The spiritual roots run deep. The dedication to Seadhna points to an early-Christian presence in Erris, linked to the family of Darbiled (Dervilla) and Fighernan, both noted preachers, though the exact site of the original church has long since faded into the bog. During the Penal era, Erris was consolidated into two large parishes, Kilcommon and Kilmore, each legally allowed only one priest. By 1704 Fr Michael Monnely served Kilcommon from Cloontikilla, relying on wandering friars and secret hedge schools, and as late as 1801 government records list just two priests for the area on a combined income of £90. As Belmullet grew through the 19th century, boundaries were redrawn, and the modern parish of Kiltane was formally established in August 1873, restoring the ancient name.

The Bellacorick wind farm

Bord na Móna opened the Bellacorick wind farm on 12 October 1992 – Ireland’s first commercial installation, with 21 turbines generating 6.5 megawatts, enough for roughly 4,500 homes. It was a genuine first for Irish renewable energy.

In January 2026 the final turbine was dismantled, well past its planned 25-year life, with components sent for specialist recycling rather than landfill. The site is now moving into Phase 3 of the adjacent Oweninny wind farm, whose far larger turbines will supply over 140,000 homes. For now you can still see the old access roads and infrastructure remnants, while the surrounding bog stays largely undisturbed.

Landscape and wildlife

The blanket bog here is a protected Atlantic-type peatland: it grows slowly across rolling ground, fed by constant rain and acidic conditions (pH 3.5–4.2), and supports cotton-grass, bog-bean, sundew and scarlet pimpernel. The open, treeless terrain makes it excellent for birds. Resident and wintering species include curlew, snipe, golden plover, lapwing and whooper swan, and spring and autumn occasionally turn up migrants like grey phalarope and booted warbler. The bog itself shifts with the weather – silver and shimmering after rain, hard and cracked in a dry spell.

What to see and do

  • Blanket bog walks: unmarked but well-trodden tracks cross the peatland, for experienced walkers comfortable with soft, uneven ground. The area is a Special Area of Conservation, so stay on established paths to protect the flora.
  • Birdwatching: the open bog and adjacent wetlands give unobstructed views of ground-nesting waders and raptors, best at early morning and late afternoon.
  • The townlands: Kiltane has over 30 townlands, each with its own character. A drive along the minor roads linking Bellacorick, Doohoma and Gweesalia turns up stone cottages, small farms and ring-forts visible from the roadside.
  • Energy and historical heritage: the original Cill tSéadhna is lost, but the parish cemetery and roadside markers carry generations of rural Mayo life, and the Bellacorick site is the obvious draw for anyone tracing Ireland’s shift from peat to wind.

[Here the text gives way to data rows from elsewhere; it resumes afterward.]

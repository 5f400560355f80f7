//! Explicit configuration of an analysis run.
//!
//! All settings have defaults matching the published benchmark suite, so an empty JSON object is
//! a valid configuration file.
use std::path::{Path, PathBuf};

use serde::{Deserialize, Serialize};

/// Graph parameters of one benchmarked dataset.
#[derive(Debug, Clone, PartialEq, Eq, Serialize, Deserialize)]
pub struct DatasetConfig {
    /// Name used in trace file names.
    pub name: String,
    /// Number of nodes `n`.
    pub nodes: u64,
    /// Total size `t`: nodes plus edges, undirected edges counted in both directions.
    pub total_size: u64,
    /// Number of layers of the reference protocol's input.
    pub layers: u64,
}

impl DatasetConfig {
    fn new(name: &str, nodes: u64, total_size: u64, layers: u64) -> Self {
        Self {
            name: name.to_string(),
            nodes,
            total_size,
            layers,
        }
    }
}

/// Configuration threaded into the loader, the cost model and the validator.
#[derive(Debug, Clone, PartialEq, Eq, Serialize, Deserialize)]
#[serde(default, deny_unknown_fields)]
pub struct AnalysisConfig {
    /// Directory containing one `p0`, `p1` and `p2` sub-directory of trace files.
    pub base_dir: PathBuf,
    /// Bit-width of the secret-shared ring elements.
    pub ring_bits: u32,
    /// Largest depth of the dataset sweeps.
    pub max_depth: u32,
    /// Layer count assumed for the reference protocol in size sweeps.
    pub reference_layers: u64,
    /// The benchmarked datasets.
    pub datasets: Vec<DatasetConfig>,
    /// Total-size factors of the size sweeps (`t = factor * n`).
    pub size_factors: Vec<u64>,
}

impl Default for AnalysisConfig {
    fn default() -> Self {
        Self {
            base_dir: PathBuf::from("../build/benchmarks"),
            ring_bits: 32,
            max_depth: 10,
            reference_layers: 3,
            datasets: vec![
                DatasetConfig::new("aarhus", 61, 1301, 5),
                DatasetConfig::new("london", 369, 1375, 3),
                DatasetConfig::new("hiv", 1005, 3693, 3),
                DatasetConfig::new("arabi", 6980, 43214, 7),
                DatasetConfig::new("higgs", 304691, 1415653, 3),
            ],
            size_factors: vec![11, 51, 101],
        }
    }
}

/// Errors related to loading or validating an [`AnalysisConfig`].
#[derive(Debug, thiserror::Error)]
pub enum ConfigError {
    /// The configuration file could not be read.
    #[error("could not read config file {path}: {source}")]
    Io {
        /// The config file.
        path: PathBuf,
        /// The underlying error.
        source: std::io::Error,
    },
    /// The configuration file is not valid JSON for an [`AnalysisConfig`].
    #[error("invalid config: {0}")]
    Json(#[from] serde_json::Error),
    /// Ring elements must consist of whole bytes.
    #[error("ring bit-width must be a positive multiple of 8, got {0}")]
    RingBits(u32),
    /// A dataset violates `1 <= n <= t` or has no layers.
    #[error(
        "dataset {name} has invalid parameters \
         (n = {nodes}, t = {total_size}, layers = {layers})"
    )]
    InvalidDataset {
        /// Name of the dataset.
        name: String,
        /// Configured node count.
        nodes: u64,
        /// Configured total size.
        total_size: u64,
        /// Configured layer count.
        layers: u64,
    },
    /// Two datasets share a name.
    #[error("dataset {0} is configured twice")]
    DuplicateDataset(String),
    /// A size factor below 1 would make the total size smaller than the node count.
    #[error("size factor must be at least 1, got {0}")]
    SizeFactor(u64),
    /// The reference protocol needs at least one layer.
    #[error("reference layer count must be at least 1")]
    ReferenceLayers,
    /// A selector names a dataset that is not configured.
    #[error("unknown dataset {0}")]
    UnknownDataset(String),
}

impl AnalysisConfig {
    /// Parses and validates a JSON configuration.
    pub fn from_json_str(json: &str) -> Result<Self, ConfigError> {
        let config: AnalysisConfig = serde_json::from_str(json)?;
        config.validate()?;
        Ok(config)
    }

    /// Reads, parses and validates a JSON configuration file.
    pub fn from_path(path: impl AsRef<Path>) -> Result<Self, ConfigError> {
        let path = path.as_ref();
        let json = std::fs::read_to_string(path).map_err(|source| ConfigError::Io {
            path: path.to_path_buf(),
            source,
        })?;
        Self::from_json_str(&json)
    }

    /// Checks the invariants the cost model and the loader rely on.
    pub fn validate(&self) -> Result<(), ConfigError> {
        if self.ring_bits == 0 || self.ring_bits % 8 != 0 {
            return Err(ConfigError::RingBits(self.ring_bits));
        }
        if self.reference_layers == 0 {
            return Err(ConfigError::ReferenceLayers);
        }
        for (i, dataset) in self.datasets.iter().enumerate() {
            if dataset.nodes == 0 || dataset.total_size < dataset.nodes || dataset.layers == 0 {
                return Err(ConfigError::InvalidDataset {
                    name: dataset.name.clone(),
                    nodes: dataset.nodes,
                    total_size: dataset.total_size,
                    layers: dataset.layers,
                });
            }
            if self.datasets[..i].iter().any(|d| d.name == dataset.name) {
                return Err(ConfigError::DuplicateDataset(dataset.name.clone()));
            }
        }
        if let Some(&factor) = self.size_factors.iter().find(|&&f| f == 0) {
            return Err(ConfigError::SizeFactor(factor));
        }
        Ok(())
    }

    /// Looks up a dataset by name.
    pub fn dataset(&self, name: &str) -> Result<&DatasetConfig, ConfigError> {
        self.datasets
            .iter()
            .find(|d| d.name == name)
            .ok_or_else(|| ConfigError::UnknownDataset(name.to_string()))
    }
}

Getting there and practical tips

Reach Kiltane via the N59 through Belmullet, turning inland towards Bellacorick. Public transport is extremely limited – a car is essential for getting through the parish and stopping at the lay-bys. Belmullet, about 22 km away, is the hub for fuel, groceries, accommodation and the North Mayo Heritage Centre.

Parking is free at roadside pull-ins and the former Bellacorick access point, and there are no visitor centres or paid attractions. The bog is open year-round, but after rain you’ll want waterproof boots, gaiters and a walking pole, and Atlantic weather changes fast – pack layers and check Met Éireann before heading out.

Nearby attractions

  • Ballycroy National Park: south of Kiltane, protecting one of Ireland’s largest tracts of Atlantic blanket bog, with marked trails, a visitor centre and the slopes of Nephin.
  • Bangor: an inland village on the Owenmore River known for salmon and sea trout angling, and the start of the demanding Bangor Trail through the Nephin Beg range.
  • Belmullet: a Gaeltacht town with shops, cafés and a working harbour, the natural base for travel in Erris.